Luciano Balducci - biografia  
                         (con la collaborazione di Dino Dini)    

Luciano Balducci nasce a Rosignano Marittimo il 31 Agosto 1924.
Muore a Milano il 23 febbraio 2017.

Sposato con Maria Luisa Chiari dal 1953 ha due figli ormai grandi: Enrico e Marco.
La sua carriera si è sviluppata tutta nell'ambito della Società Solvay. Nel 1950 si laurea in Ingegneria Industriale presso l'Università di Pisa. Assunto nel 1951 nello Stabilimento di Rosignano, inizia la sua carriera come ingegnere di fabbricazione fino al 1959. Dal 1960 al 1965 viene trasferito alla Direzione Centrale Tecnica di Bruxelles come progettista di un impianto di Cracking. Rientrato in Italia nel 1966 fino al 1972 è stato responsabile della produzione e Vice Direttore dello stabilimento di Rosignano. Dal 1973 al 1978 ha ricoperto l'incarico di Direttore Commerciale alla Direzione Generale di Milano. Dal 1979 al 1983, rientrato a Bruxelles, ha ricoperto il ruolo di Direttore Generale della Divisione Chimica Fine. Dal 1983 al 1989 è di nuovo in Italia come Amministratore Delegato e Direttore Generale per le attività del Gruppo Solvay in Italia con sede a Milano. E' stato membro per quattro anni della Giunta della Confindustria. Poi Vice Presidente per altri quattro anni della Federchimica nonché Vice Presidente della Camera di Commercio Italo-Belga. Nel 1982 è stato insignito del titolo di cavaliere dell'Ordine della Corona del Belgio e nel 1986 è stato nominato Ufficiale della Corona. Nel 1989 è andato in pensione ma ha continuato ad avere prestigiosi incarichi in campo nazionale. Nel 1991 Direttore Generale del Consorzio Nazionale Riciclo Materie Plastiche (Replastic). Dal 1991 al 1996 Presidente e Direttore Generale della Società Vaiplast del Gruppo CIR-De Benedetti.

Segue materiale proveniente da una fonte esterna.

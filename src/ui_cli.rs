use std::path::PathBuf;

use clap::{ArgAction, Parser, Subcommand};

use crate::building::ProjectStats;
use crate::carrier::{EnergyCarrier, FactorTable};
use crate::i18n::{keys, Translator};
use crate::infiltration::{InfiltrationRate, RateBasis, StandardCategory, VentilationMode};
use crate::report::StandardValuesReport;

/// 명령행 인자.
#[derive(Debug, Parser)]
#[command(
    name = "building_energy_toolbox",
    version,
    about = "DIN V 18599 standard values: carrier factors, building aggregate, n50"
)]
pub struct Cli {
    /// 출력 언어 (auto/ko/en)
    #[arg(long, short = 'L', global = true, default_value = "auto")]
    pub lang: String,
    /// 설정 파일 경로. 없으면 ./config.toml을 사용(없으면 생성)한다.
    #[arg(long, global = true)]
    pub config: Option<PathBuf>,
    /// 로그 상세도 (-v, -vv, -vvv)
    #[arg(short, long, action = ArgAction::Count, global = true)]
    pub verbose: u8,
    #[command(subcommand)]
    pub command: Command,
}

#[derive(Debug, Subcommand)]
pub enum Command {
    /// 에너지원 계수 표를 출력한다.
    Factors {
        /// 특정 에너지원만 출력 (예: natural_gas)
        carrier: Option<EnergyCarrier>,
    },
    /// 프로젝트 파일의 체적/외피 면적을 집계한다.
    Stats { project: PathBuf },
    /// 체적과 외피 면적으로 n50 표준값을 산정한다.
    N50 {
        /// 총 체적 [m³]
        #[arg(long, allow_negative_numbers = true)]
        volume: f64,
        /// 총 외피 면적 [m²]
        #[arg(long, allow_negative_numbers = true)]
        area: f64,
        #[arg(long, default_value = "natural")]
        ventilation: VentilationMode,
        #[arg(long, default_value = "I")]
        category: StandardCategory,
    },
    /// 프로젝트 파일 전체 표준값 보고서를 출력한다.
    Report { project: PathBuf },
    /// 용도 프로파일 CSV를 TOML로 변환해 출력한다.
    Profiles { csv: PathBuf },
}

/// 계수 표를 출력한다. `only`가 주어지면 그 에너지원만 출력한다.
pub fn print_factors(tr: &Translator, table: &FactorTable, only: Option<EnergyCarrier>) {
    println!("\n-- {} ({}) --", tr.t(keys::FACTORS_HEADING), table.revision);
    println!("{}", tr.t(keys::FACTORS_COLUMNS));
    let carriers: Vec<EnergyCarrier> = match only {
        Some(c) => vec![c],
        None => EnergyCarrier::ALL.to_vec(),
    };
    for carrier in carriers {
        println!(
            "{:<18} {:>8.2}   {:>10.3}",
            carrier.as_str(),
            table.pef(carrier),
            table.co2(carrier)
        );
    }
}

/// 건물 집계 결과를 출력한다.
pub fn print_stats(tr: &Translator, stats: &ProjectStats, h_t: f64) {
    println!("\n-- {} --", tr.t(keys::STATS_HEADING));
    println!("{}: {:.2} m³", tr.t(keys::STATS_TOTAL_VOLUME), stats.total_volume);
    println!(
        "{}: {:.2} m²",
        tr.t(keys::STATS_ENVELOPE_AREA),
        stats.total_envelope_area
    );
    if stats.total_volume > 0.0 {
        println!(
            "{}: {:.3} 1/m",
            tr.t(keys::STATS_AV_RATIO),
            stats.total_envelope_area / stats.total_volume
        );
    }
    println!("{}: {:.2} W/K", tr.t(keys::STATS_TRANSMISSION), h_t);
    match stats.specific_transmission(h_t) {
        Some(v) => println!("{}: {:.3} W/m²K", tr.t(keys::STATS_SPECIFIC_TRANSMISSION), v),
        None => println!(
            "{}: {}",
            tr.t(keys::STATS_SPECIFIC_TRANSMISSION),
            tr.t(keys::VALUE_NOT_AVAILABLE)
        ),
    }
}

/// 기밀성 산정 결과와 산정 근거를 출력한다.
pub fn print_infiltration(tr: &Translator, rate: &InfiltrationRate) {
    println!("\n-- {} --", tr.t(keys::N50_HEADING));
    println!("{}: {:.3} 1/h", tr.t(keys::N50_VALUE), rate.value);
    match rate.basis {
        RateBasis::Fallback => println!("  {}", tr.t(keys::N50_BASIS_FALLBACK)),
        RateBasis::VolumeBased => println!("  {}", tr.t(keys::N50_BASIS_VOLUME)),
        RateBasis::EnvelopeScaled { q50 } => println!(
            "  {} (q50 = {:.2} m³/(h·m²))",
            tr.t(keys::N50_BASIS_ENVELOPE),
            q50
        ),
    }
}

pub fn print_report(tr: &Translator, report: &StandardValuesReport) {
    println!("\n=== {}: {} ===", tr.t(keys::REPORT_HEADING), report.project);
    println!(
        "{}: {} / {}",
        tr.t(keys::REPORT_CLASSIFICATION),
        report.ventilation_mode,
        report.category
    );
    print_stats(tr, &report.stats, report.transmission_w_per_k);
    print_infiltration(tr, &report.infiltration);

    println!("\n-- {} ({}) --", tr.t(keys::FACTORS_HEADING), report.revision);
    if report.carriers.is_empty() {
        println!("{}", tr.t(keys::REPORT_NO_CARRIERS));
        return;
    }
    println!("{}", tr.t(keys::FACTORS_COLUMNS));
    for row in &report.carriers {
        println!(
            "{:<18} {:>8.2}   {:>10.3}",
            row.carrier.as_str(),
            row.pef,
            row.co2
        );
    }
}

Dal 1996 al 2001 Direttore Tecnico della Società Sprea Chemical Produttrice di Resine Epossidiche. Dal 2001 ha finalmente deciso di fare davvero il pensionato, ma è rimasto ancora interessato alle problematiche ambientali e del risparmio energetico. Gli episodi più significativi della sua lunga attività sono stati i seguenti:
Nel 1966, rientrato in Italia da Bruxelles, fu nominato responsabile della gestione dell'impianto Cracking a Rosignano. Fu questo il periodo più esaltante nella carriera dell'ing. Balducci e nel quale emerse la grande capacità, abnegazione e dedizione di tutte le maestranze di Rosignano, sia del personale del reparto Cracking, sia del personale del settore Costruzioni e Manutenzione. In quella occasione si distinse in modo speciale il reparto meccanico dell'Officina dove veniva costruito il reattore con delle tecniche oggi utilizzate nel campo dei razzi spaziali.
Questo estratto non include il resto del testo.